Here are twelve new, hot-off-the-bartop bonus recipes. Some of these cocktails are great paired with food; others are perfect for backyard BBQs and parties, and we’ve got a few that are just the thing for winding down after a long day.
After all, it’s “Last Call!” To quote the bartenders’ anthem, “You don’t have to go home, but you can’t stay here.” After an adventurous evening serving up boozy beverages, the real work of a drink slinger begins—paperwork, counting tips, and cleaning the bar. And don’t forget the recipe brainstorming—this is where many of our best drinks are born; bouncing flavor combinations off co-workers is often the most honest sounding-board a bartender has. This delightful dozen passed muster to earn their place in this chapter of Last Call Libations.
Pull up a barstool and share a final toast with us!
The Cocktail Handbook: Cool Drinks from Hawai‘i’s Hottest Bartenders enhanced e-book is priced at $12.99 and is available for the iPad®, iPhone® or iPod touch® via the iBookstore now. Tell your friends to find it: at http://bit.ly/CocktailHndbkiTunes.
A release on the Barnes & Noble NOOK platform is forthcoming. Links to purchase the title may be found at www.bookshawaii.net.

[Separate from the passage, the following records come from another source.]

//! Telemetry Record Types
//!
//! Wire payload, canonical record, and the enrichment attached by the
//! analyzers. Data structures only - no analysis logic here.

use std::collections::BTreeMap;

use chrono::{DateTime, Utc};
use serde::{Deserialize, Serialize};

use super::anomaly::types::Anomaly;
use super::threat::types::ThreatVerdict;

// ============================================================================
// WIRE PAYLOAD
// ============================================================================

/// One telemetry record as submitted by the client library or broker.
///
/// Numeric counters are accepted as signed so that a negative value becomes a
/// per-record rejection instead of a deserialization failure for the batch.
#[derive(Debug, Clone, Serialize, Deserialize)]
pub struct RawTelemetry {
    pub trace_id: String,
    pub model_id: String,
    pub prompt: String,
    pub response: String,
    pub input_tokens: i64,
    pub output_tokens: i64,
    pub latency_ms: f64,
    pub cost_usd: f64,
    pub ingested_at: DateTime<Utc>,

    #[serde(default)]
    pub error_occurred: bool,
    #[serde(default)]
    pub user_id: Option<String>,
    #[serde(default)]
    pub session_id: Option<String>,
    #[serde(default)]
    pub tags: BTreeMap<String, String>,

    /// Carried opaquely into tags as `meta.<key>`.
    #[serde(default)]
    pub metadata: BTreeMap<String, String>,
    /// Carried opaquely into tags as `demo_mode`.
    #[serde(default)]
    pub demo_mode: Option<bool>,
}

impl RawTelemetry {
    /// Validate field-level invariants. Returns the first violation as a
    /// rejection reason; one bad record never rejects the rest of a batch.
    pub fn validate(&self) -> Result<(), String> {
        if self.trace_id.trim().is_empty() {
            return Err("trace_id must be non-empty".to_string());
        }
        if self.model_id.trim().is_empty() {
            return Err("model_id must be non-empty".to_string());
        }
        if self.input_tokens < 0 {
            return Err(format!("input_tokens must be >= 0, got {}", self.input_tokens));
        }
        if self.output_tokens < 0 {
            return Err(format!("output_tokens must be >= 0, got {}", self.output_tokens));
        }
        if !self.latency_ms.is_finite() || self.latency_ms < 0.0 {
            return Err(format!("latency_ms must be >= 0, got {}", self.latency_ms));
        }
        if !self.cost_usd.is_finite() || self.cost_usd < 0.0 {
            return Err(format!("cost_usd must be >= 0, got {}", self.cost_usd));
        }
        Ok(())
    }
}

// ============================================================================
// CANONICAL RECORD
// ============================================================================

/// The unit of work. Created by the Normalizer, never mutated afterwards.
#[derive(Debug, Clone, Serialize, Deserialize)]
pub struct TelemetryRecord {
    pub trace_id: String,
    pub ingested_at: DateTime<Utc>,
    pub model_id: String,
    pub prompt: String,
    pub response: String,
    pub input_tokens: u64,
    pub output_tokens: u64,
    pub latency_ms: f64,
    pub cost_usd: f64,
    pub error_occurred: bool,
    pub user_id: String,
    pub session_id: Option<String>,
    pub tags: BTreeMap<String, String>,
}

impl TelemetryRecord {
    pub fn total_tokens(&self) -> u64 {
        self.input_tokens + self.output_tokens
    }
}

// ============================================================================
// QUALITY SCORE
// ============================================================================

/// AI-assessed response quality. `overall` is `None` when the classifier
/// failed terminally; downstream treats that as "not contributing".
#[derive(Debug, Clone, Serialize, Deserialize)]
pub struct QualityScore {
    pub coherence: f64,
    pub relevance: f64,
    pub completeness: f64,
    pub overall: Option<f64>,
    pub explanation: String,
}

impl QualityScore {
    /// Sentinel returned without an AI call when analysis is disabled or the
    /// response is empty.
    pub fn skipped() -> Self {
        Self {
            coherence: 1.0,
            relevance: 1.0,
            completeness: 1.0,
            overall: Some(1.0),
            explanation: "skipped".to_string(),
        }
    }

    /// Terminal-failure marker: sub-scores are meaningless, overall is null.
    pub fn failed(reason: &str) -> Self {
        Self {
            coherence: 0.0,
            relevance: 0.0,
            completeness: 0.0,
            overall: None,
            explanation: format!("analysis failed: {}", reason),
        }
    }
}

// ============================================================================
// ENRICHMENT
// ============================================================================

/// Everything the analyzers attached to one record.
#[derive(Debug, Clone, Serialize, Deserialize)]
pub struct Enrichment {
    pub quality: Option<QualityScore>,
    pub threats: Vec<ThreatVerdict>,
    pub anomalies: Vec<Anomaly>,
    /// True when at least one analyzer failed terminally for this record.
    pub partial: bool,
}

// ============================================================================
// TESTS
// ============================================================================
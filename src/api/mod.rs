//! HTTP Surface
//!
//! Intake (`POST /telemetry`), the incident query routes, and health.
//! Everything analytical happens behind `Pipeline`; handlers stay thin.

pub mod health;
pub mod incidents;
pub mod telemetry;

use std::sync::Arc;

use axum::{
    routing::{get, post, put},
    Router,
};
use tower_http::{
    cors::{Any, CorsLayer},
    trace::TraceLayer,
};

use crate::logic::pipeline::Pipeline;

/// Shared application state
#[derive(Clone)]
pub struct AppState {
    pub pipeline: Arc<Pipeline>,
    pub started_at: chrono::DateTime<chrono::Utc>,
}

impl AppState {
    pub fn new(pipeline: Arc<Pipeline>) -> Self {
        Self {
            pipeline,
            started_at: chrono::Utc::now(),
        }
    }
}

/// Create the main router with all routes
pub fn create_router(state: AppState) -> Router {
    Router::new()
        .route("/health", get(health::check))
        .route("/telemetry", post(telemetry::submit))
        .route("/api/v1/incidents", get(incidents::list))
        .route("/api/v1/incidents/:id", get(incidents::get))
        .route("/api/v1/incidents/:id/status", put(incidents::update_status))
        .layer(TraceLayer::new_for_http())
        .layer(
            CorsLayer::new()
                .allow_origin(Any)
                .allow_methods(Any)
                .allow_headers(Any),
        )
        .with_state(state)
}
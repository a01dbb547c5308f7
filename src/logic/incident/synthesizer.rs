//! Incident Synthesizer
//!
//! Decides whether analyzer outputs warrant an Incident and assembles one.
//! Pure policy: given the same enrichment and config, the output is
//! byte-identical except for the random tail of the id.

use chrono::{DateTime, Utc};
use uuid::{NoContext, Timestamp, Uuid};

use crate::config::PipelineConfig;
use crate::logic::anomaly::types::{MetricKind, Trigger};
use crate::logic::record::{Enrichment, TelemetryRecord};
use crate::logic::threat::types::{Severity, ThreatKind};

use super::types::{Incident, IncidentStatus};

/// Summaries quote at most this many contributors.
const SUMMARY_TOP: usize = 3;

/// Build an Incident from the enrichment, or `None` when nothing warrants
/// surfacing one.
pub fn synthesize(
    cfg: &PipelineConfig,
    record: &TelemetryRecord,
    enrichment: &Enrichment,
) -> Option<Incident> {
    let quality_low = enrichment
        .quality
        .as_ref()
        .and_then(|q| q.overall)
        .map(|o| o < cfg.quality_min_overall)
        .unwrap_or(false);

    let has_threats = enrichment.threats.iter().any(|t| t.is_threat());
    if !has_threats && enrichment.anomalies.is_empty() && !quality_low {
        return None;
    }

    let severity = decide_severity(enrichment, quality_low);
    let summary = build_summary(enrichment, quality_low, cfg.quality_min_overall);

    Some(Incident {
        id: id_from(record.ingested_at),
        trace_id: record.trace_id.clone(),
        created_at: Utc::now(),
        severity,
        status: IncidentStatus::Open,
        threats: enrichment.threats.iter().filter(|t| t.is_threat()).cloned().collect(),
        anomalies: enrichment.anomalies.clone(),
        quality: if quality_low { enrichment.quality.clone() } else { None },
        summary,
        partial: enrichment.partial,
    })
}

/// Lexicographically-sortable id: UUIDv7 whose timestamp half is seeded from
/// `ingested_at`, with a random tail.
fn id_from(ingested_at: DateTime<Utc>) -> Uuid {
    let ts = Timestamp::from_unix(
        NoContext,
        ingested_at.timestamp().max(0) as u64,
        ingested_at.timestamp_subsec_nanos(),
    );
    Uuid::new_v7(ts)
}

// ============================================================================
// SEVERITY
// ============================================================================

/// Max across contributors, with two promotions:
/// - two or more distinct high-severity contributors escalate to critical
/// - an absolute cost anomaly combined with prompt injection is critical
fn decide_severity(enrichment: &Enrichment, quality_low: bool) -> Severity {
    let mut max = Severity::Low;
    let mut high_contributors = 0usize;

    let mut take = |sev: Severity| {
        if sev == Severity::High {
            high_contributors += 1;
        }
        if sev > max {
            max = sev;
        }
    };

    for t in enrichment.threats.iter().filter(|t| t.is_threat()) {
        take(t.severity);
    }
    for a in &enrichment.anomalies {
        take(a.severity);
    }
    if quality_low {
        take(Severity::High);
    }

    if high_contributors >= 2 {
        max = Severity::Critical;
    }

    let absolute_cost = enrichment
        .anomalies
        .iter()
        .any(|a| a.metric == MetricKind::Cost && a.trigger == Trigger::Absolute);
    let injection = enrichment
        .threats
        .iter()
        .any(|t| t.kind == ThreatKind::PromptInjection);
    if absolute_cost && injection {
        max = Severity::Critical;
    }

    max
}

// ============================================================================
// SUMMARY
// ============================================================================

/// Deterministic summary: top contributors in a fixed order - threats by
/// kind, then anomalies by metric, then the quality shortfall. Partial
/// incidents note which analyzer contributed nothing.
fn build_summary(enrichment: &Enrichment, quality_low: bool, quality_min: f64) -> String {
    let mut parts: Vec<String> = Vec::new();

    let mut threats: Vec<_> = enrichment.threats.iter().filter(|t| t.is_threat()).collect();
    threats.sort_by(|a, b| {
        a.kind
            .as_str()
            .cmp(b.kind.as_str())
            .then(a.scope.as_str().cmp(b.scope.as_str()))
    });
    for t in threats {
        let indicator = t
            .indicators
            .first()
            .map(String::as_str)
            .unwrap_or("no indicator");
        parts.push(format!("{} in {}: {}", t.kind, t.scope, indicator));
    }

    let mut anomalies: Vec<_> = enrichment.anomalies.iter().collect();
    anomalies.sort_by(|a, b| a.metric.as_str().cmp(b.metric.as_str()));
    for a in anomalies {
        parts.push(a.indicator());
    }

    if quality_low {
        if let Some(q) = &enrichment.quality {
            if let Some(overall) = q.overall {
                parts.push(format!(
                    "quality {:.2} below threshold {:.2}",
                    overall, quality_min
                ));
            }
        }
    }

    let mut summary = parts
        .into_iter()
        .take(SUMMARY_TOP)
        .collect::<Vec<_>>()
        .join("; ");

    if enrichment.partial {
        let mut missing: Vec<&str> = Vec::new();
        if enrichment.quality.as_ref().map_or(false, |q| q.overall.is_none()) {
            missing.push("quality analyzer contributed no data");
        }
        if missing.is_empty() {
            missing.push("an analyzer contributed no data");
        }
        summary.push_str(&format!(" [partial: {}]", missing.join(", ")));
    }

    summary
}

// ============================================================================
// TESTS
// ============================================================================
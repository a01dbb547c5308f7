//! Alert & Metrics Emitter
//!
//! Publishes per-record metrics and per-incident events to an injected sink.
//! Emission is strictly best-effort: sink failures are logged at warn and
//! swallowed, and can never block or fail record processing.

use std::sync::Arc;

use async_trait::async_trait;

use super::threat::types::Severity;

// ============================================================================
// METRIC NAMES (stable wire contract)
// ============================================================================

pub mod names {
    pub const INGRESS_ACCEPTED: &str = "ingress.accepted";
    pub const INGRESS_REJECTED: &str = "ingress.rejected";
    pub const INGRESS_DUPLICATE: &str = "ingress.duplicate";

    pub const REQUESTS_TOTAL: &str = "requests.total";
    pub const REQUESTS_ERRORS: &str = "requests.errors";
    pub const LATENCY_RESPONSE_TIME: &str = "latency.response_time";
    pub const COST_TOTAL: &str = "cost.total";

    pub const QUALITY_OVERALL_SCORE: &str = "quality.overall_score";
    pub const QUALITY_PARSE_FAILURES: &str = "quality.parse_failures";

    pub const THREATS_DETECTED: &str = "threats.detected";
    pub const ANOMALIES_DETECTED: &str = "anomalies.detected";
    pub const INCIDENTS_CREATED: &str = "incidents.created";

    pub const STORE_WRITE_FAILURES: &str = "store.write_failures";
}

// ============================================================================
// SINK INTERFACE
// ============================================================================

#[derive(Debug)]
pub struct SinkError(pub String);

impl std::fmt::Display for SinkError {
    fn fmt(&self, f: &mut std::fmt::Formatter<'_>) -> std::fmt::Result {
        write!(f, "sink error: {}", self.0)
    }
}

impl std::error::Error for SinkError {}

/// The injected outbound interface. Implementations must be safe for
/// concurrent use.
#[async_trait]
pub trait MetricsSink: Send + Sync {
    async fn counter(&self, name: &str, value: f64, tags: &[(&str, &str)])
        -> Result<(), SinkError>;
    async fn gauge(&self, name: &str, value: f64, tags: &[(&str, &str)]) -> Result<(), SinkError>;
    async fn histogram(
        &self,
        name: &str,
        value: f64,
        tags: &[(&str, &str)],
    ) -> Result<(), SinkError>;
    async fn event(
        &self,
        title: &str,
        body: &str,
        severity: Severity,
        tags: &[(&str, &str)],
    ) -> Result<(), SinkError>;
}

// ============================================================================
// EMITTER
// ============================================================================

/// Namespacing wrapper around the sink. One per deployment; the prefix is
/// configured once.
pub struct Emitter {
    namespace: String,
    sink: Arc<dyn MetricsSink>,
}

impl Emitter {
    pub fn new(namespace: impl Into<String>, sink: Arc<dyn MetricsSink>) -> Self {
        Self {
            namespace: namespace.into(),
            sink,
        }
    }

    fn full(&self, name: &str) -> String {
        format!("{}.{}", self.namespace, name)
    }

    pub async fn counter(&self, name: &str, value: f64, tags: &[(&str, &str)]) {
        if let Err(e) = self.sink.counter(&self.full(name), value, tags).await {
            tracing::warn!(metric = name, error = %e, "metric emission failed");
        }
    }

    pub async fn gauge(&self, name: &str, value: f64, tags: &[(&str, &str)]) {
        if let Err(e) = self.sink.gauge(&self.full(name), value, tags).await {
            tracing::warn!(metric = name, error = %e, "metric emission failed");
        }
    }

    pub async fn histogram(&self, name: &str, value: f64, tags: &[(&str, &str)]) {
        if let Err(e) = self.sink.histogram(&self.full(name), value, tags).await {
            tracing::warn!(metric = name, error = %e, "metric emission failed");
        }
    }

    pub async fn event(&self, title: &str, body: &str, severity: Severity, tags: &[(&str, &str)]) {
        if let Err(e) = self.sink.event(title, body, severity, tags).await {
            tracing::warn!(event = title, error = %e, "event emission failed");
        }
    }
}

// ============================================================================
// BUILT-IN SINKS
// ============================================================================

/// Discards everything. Useful in tests and as a safe default.
pub struct NullSink;

#[async_trait]
impl MetricsSink for NullSink {
    async fn counter(&self, _: &str, _: f64, _: &[(&str, &str)]) -> Result<(), SinkError> {
        Ok(())
    }
    async fn gauge(&self, _: &str, _: f64, _: &[(&str, &str)]) -> Result<(), SinkError> {
        Ok(())
    }
    async fn histogram(&self, _: &str, _: f64, _: &[(&str, &str)]) -> Result<(), SinkError> {
        Ok(())
    }
    async fn event(&self, _: &str, _: &str, _: Severity, _: &[(&str, &str)]) -> Result<(), SinkError> {
        Ok(())
    }
}

/// Writes every emission to the structured log. The default sink for
/// deployments without a metrics backend wired in.
pub struct TracingSink;

#[async_trait]
impl MetricsSink for TracingSink {
    async fn counter(&self, name: &str, value: f64, tags: &[(&str, &str)]) -> Result<(), SinkError> {
        tracing::debug!(metric = name, value, ?tags, kind = "counter");
        Ok(())
    }
    async fn gauge(&self, name: &str, value: f64, tags: &[(&str, &str)]) -> Result<(), SinkError> {
        tracing::debug!(metric = name, value, ?tags, kind = "gauge");
        Ok(())
    }
    async fn histogram(&self, name: &str, value: f64, tags: &[(&str, &str)]) -> Result<(), SinkError> {
        tracing::debug!(metric = name, value, ?tags, kind = "histogram");
        Ok(())
    }
    async fn event(
        &self,
        title: &str,
        body: &str,
        severity: Severity,
        tags: &[(&str, &str)],
    ) -> Result<(), SinkError> {
        tracing::info!(event = title, body, severity = %severity, ?tags);
        Ok(())
    }
}

// ============================================================================
// TESTS
// ============================================================================
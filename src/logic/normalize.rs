//! Normalizer
//!
//! Produces the canonical `TelemetryRecord` from a validated payload: fills
//! defaults, folds opaque metadata into tags, truncates oversized text, and
//! short-circuits duplicate trace ids within a bounded LRU window.

use parking_lot::Mutex;
use sha2::{Digest, Sha256};
use std::collections::{HashMap, VecDeque};

use super::record::{RawTelemetry, TelemetryRecord};

pub const DEFAULT_USER_ID: &str = "anonymous";

// ============================================================================
// DEDUP WINDOW
// ============================================================================

/// Bounded set of recently seen trace-id fingerprints. Eviction is LRU: a
/// duplicate hit refreshes the entry's position.
struct DedupWindow {
    capacity: usize,
    seen: HashMap<u64, u64>,
    order: VecDeque<(u64, u64)>,
    next_stamp: u64,
}

impl DedupWindow {
    fn new(capacity: usize) -> Self {
        Self {
            capacity: capacity.max(1),
            seen: HashMap::new(),
            order: VecDeque::new(),
            next_stamp: 0,
        }
    }

    /// Returns true when the fingerprint is new to the window.
    fn insert(&mut self, fp: u64) -> bool {
        self.next_stamp += 1;
        let stamp = self.next_stamp;
        let fresh = match self.seen.insert(fp, stamp) {
            Some(_) => false,
            None => true,
        };
        self.order.push_back((stamp, fp));

        while self.seen.len() > self.capacity {
            // Skip stale order entries left behind by LRU touches.
            match self.order.pop_front() {
                Some((stamp, fp)) => {
                    if self.seen.get(&fp) == Some(&stamp) {
                        self.seen.remove(&fp);
                    }
                }
                None => break,
            }
        }
        fresh
    }
}

// ============================================================================
// NORMALIZER
// ============================================================================

/// Outcome of normalization for one validated payload.
#[derive(Debug)]
pub enum NormalizeOutcome {
    Fresh(TelemetryRecord),
    Duplicate,
}

pub struct Normalizer {
    max_text_bytes: usize,
    dedup: Mutex<DedupWindow>,
}

impl Normalizer {
    pub fn new(max_text_bytes: usize, dedup_capacity: usize) -> Self {
        Self {
            max_text_bytes,
            dedup: Mutex::new(DedupWindow::new(dedup_capacity)),
        }
    }

    /// Canonicalize a payload that already passed `RawTelemetry::validate`.
    pub fn normalize(&self, raw: RawTelemetry) -> NormalizeOutcome {
        let fp = fingerprint(&raw.trace_id);
        if !self.dedup.lock().insert(fp) {
            return NormalizeOutcome::Duplicate;
        }

        let mut tags = raw.tags;
        for (k, v) in raw.metadata {
            tags.entry(format!("meta.{}", k)).or_insert(v);
        }
        if let Some(demo) = raw.demo_mode {
            tags.entry("demo_mode".to_string()).or_insert(demo.to_string());
        }

        NormalizeOutcome::Fresh(TelemetryRecord {
            trace_id: raw.trace_id,
            ingested_at: raw.ingested_at,
            model_id: raw.model_id,
            prompt: truncate_utf8(raw.prompt, self.max_text_bytes),
            response: truncate_utf8(raw.response, self.max_text_bytes),
            input_tokens: raw.input_tokens as u64,
            output_tokens: raw.output_tokens as u64,
            latency_ms: raw.latency_ms,
            cost_usd: raw.cost_usd,
            error_occurred: raw.error_occurred,
            user_id: raw
                .user_id
                .filter(|u| !u.trim().is_empty())
                .unwrap_or_else(|| DEFAULT_USER_ID.to_string()),
            session_id: raw.session_id,
            tags,
        })
    }
}

/// Stable fingerprint of a trace id: first eight bytes of SHA-256.
pub fn fingerprint(trace_id: &str) -> u64 {
    let digest = Sha256::digest(trace_id.as_bytes());
    u64::from_be_bytes(digest[..8].try_into().expect("digest is 32 bytes"))
}

/// Truncate to at most `max_bytes`, backing off to a char boundary.
fn truncate_utf8(mut s: String, max_bytes: usize) -> String {
    if s.len() <= max_bytes {
        return s;
    }
    let mut cut = max_bytes;
    while cut > 0 && !s.is_char_boundary(cut) {
        cut -= 1;
    }
    s.truncate(cut);
    s
}

// ============================================================================
// TESTS
// ============================================================================

#[cfg(test)]
mod tests {
    use super::*;

    fn raw(trace_id: &str) -> RawTelemetry {
        serde_json::from_value(serde_json::json!({
            "trace_id": trace_id,
            "model_id": "m",
            "prompt": "p",
            "response": "r",
            "input_tokens": 1,
            "output_tokens": 1,
            "latency_ms": 1.0,
            "cost_usd": 0.0,
            "ingested_at": "2026-01-01T00:00:00Z"
        }))
        .unwrap()
    }

    #[test]
    fn test_defaults_filled() {
        let n = Normalizer::new(1024, 100);
        match n.normalize(raw("t1")) {
            NormalizeOutcome::Fresh(rec) => {
                assert_eq!(rec.user_id, "anonymous");
                assert!(rec.tags.is_empty());
            }
            NormalizeOutcome::Duplicate => panic!("first submission flagged duplicate"),
        }
    }

    #[test]
    fn test_duplicate_short_circuits() {
        let n = Normalizer::new(1024, 100);
        assert!(matches!(n.normalize(raw("t1")), NormalizeOutcome::Fresh(_)));
        assert!(matches!(n.normalize(raw("t1")), NormalizeOutcome::Duplicate));
        assert!(matches!(n.normalize(raw("t2")), NormalizeOutcome::Fresh(_)));
    }

    #[test]
    fn test_dedup_window_evicts_oldest() {
        let n = Normalizer::new(1024, 3);
        for id in ["a", "b", "c", "d"] {
            assert!(matches!(n.normalize(raw(id)), NormalizeOutcome::Fresh(_)));
        }
        // "a" was evicted by "d"; it is fresh again.
        assert!(matches!(n.normalize(raw("a")), NormalizeOutcome::Fresh(_)));
        // "d" is still present.
        assert!(matches!(n.normalize(raw("d")), NormalizeOutcome::Duplicate));
    }

    #[test]
    fn test_lru_touch_refreshes_position() {
        let mut w = DedupWindow::new(2);
        assert!(w.insert(1));
        assert!(w.insert(2));
        // Touch 1 so that 2 becomes the eviction candidate.
        assert!(!w.insert(1));
        assert!(w.insert(3));
        assert!(!w.insert(1));
        assert!(w.insert(2));
    }

    #[test]
    fn test_metadata_folded_into_tags() {
        let mut r = raw("t1");
        r.metadata.insert("env".to_string(), "prod".to_string());
        r.demo_mode = Some(true);
        let n = Normalizer::new(1024, 100);
        match n.normalize(r) {
            NormalizeOutcome::Fresh(rec) => {
                assert_eq!(rec.tags.get("meta.env").map(String::as_str), Some("prod"));
                assert_eq!(rec.tags.get("demo_mode").map(String::as_str), Some("true"));
            }
            _ => panic!("expected fresh"),
        }
    }

    #[test]
    fn test_truncation_respects_char_boundary() {
        let mut r = raw("t1");
        r.prompt = "héllo wörld".repeat(100);
        let n = Normalizer::new(64, 100);
        match n.normalize(r) {
            NormalizeOutcome::Fresh(rec) => {
                assert!(rec.prompt.len() <= 64);
                assert!(rec.prompt.is_char_boundary(rec.prompt.len()));
            }
            _ => panic!("expected fresh"),
        }
    }

    #[test]
    fn test_fingerprint_is_stable() {
        assert_eq!(fingerprint("t1"), fingerprint("t1"));
        assert_ne!(fingerprint("t1"), fingerprint("t2"));
    }
}
//! Incidents handlers

use axum::{
    extract::{Path, Query, State},
    Json,
};
use serde::Deserialize;
use uuid::Uuid;

use crate::logic::incident::manager::MAX_QUERY_LIMIT;
use crate::logic::incident::{Incident, IncidentStatus};
use crate::logic::store::IncidentFilter;
use crate::logic::threat::types::Severity;
use crate::{AppError, AppResult};

use super::AppState;

#[derive(Debug, Deserialize)]
pub struct IncidentQuery {
    pub status: Option<IncidentStatus>,
    pub severity: Option<Severity>,
    pub since: Option<chrono::DateTime<chrono::Utc>>,
    pub limit: Option<usize>,
}

#[derive(Debug, Deserialize)]
pub struct UpdateIncidentStatus {
    pub status: IncidentStatus,
}

/// List incidents, newest first
pub async fn list(
    State(state): State<AppState>,
    Query(query): Query<IncidentQuery>,
) -> AppResult<Json<Vec<Incident>>> {
    let filter = IncidentFilter {
        status: query.status,
        severity: query.severity,
        since: query.since,
    };
    let limit = query.limit.unwrap_or(100).min(MAX_QUERY_LIMIT);
    let incidents = state.pipeline.incidents().list(&filter, limit).await?;
    Ok(Json(incidents))
}

/// Get single incident
pub async fn get(
    State(state): State<AppState>,
    Path(id): Path<Uuid>,
) -> AppResult<Json<Incident>> {
    let incident = state
        .pipeline
        .incidents()
        .get(id)
        .await?
        .ok_or_else(|| AppError::NotFound(format!("incident {} not found", id)))?;
    Ok(Json(incident))
}

/// Update incident status. Idempotent: re-applying the current status
/// succeeds and changes nothing.
pub async fn update_status(
    State(state): State<AppState>,
    Path(id): Path<Uuid>,
    Json(req): Json<UpdateIncidentStatus>,
) -> AppResult<Json<Incident>> {
    let outcome = state.pipeline.incidents().transition(id, req.status).await?;
    Ok(Json(outcome.incident))
}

See below for a sneak peek at one of the e-book exclusive recipes: Zen Fresh, a gin drink designed for the hesitant gin drinker.
by Amie Fujiwara
The sweetness of ginger and a cool touch of cucumber come together to smooth out any lingering “gin jitters.” This Asian-influenced lemonade is so easy on the palette it may just be the gateway cocktail to heartier gin drinking! Dirty Martini, anyone?
2 oz. Bombay Sapphire gin
3 oz. lemonade
Splash ginger ale or ginger beer
3 – 4 slices pickled ginger
3 slices cucumber (reserve 1 for garnish)
Lime wedge, for garnish
In a mixing tin, muddle ginger and 2 slices of cucumber. Add gin, lemonade and ice. Shake vigorously and strain into a tall glass filled with ice. Top with a splash of ginger ale or ginger beer. Garnish with reserved cucumber slice and lime wedge.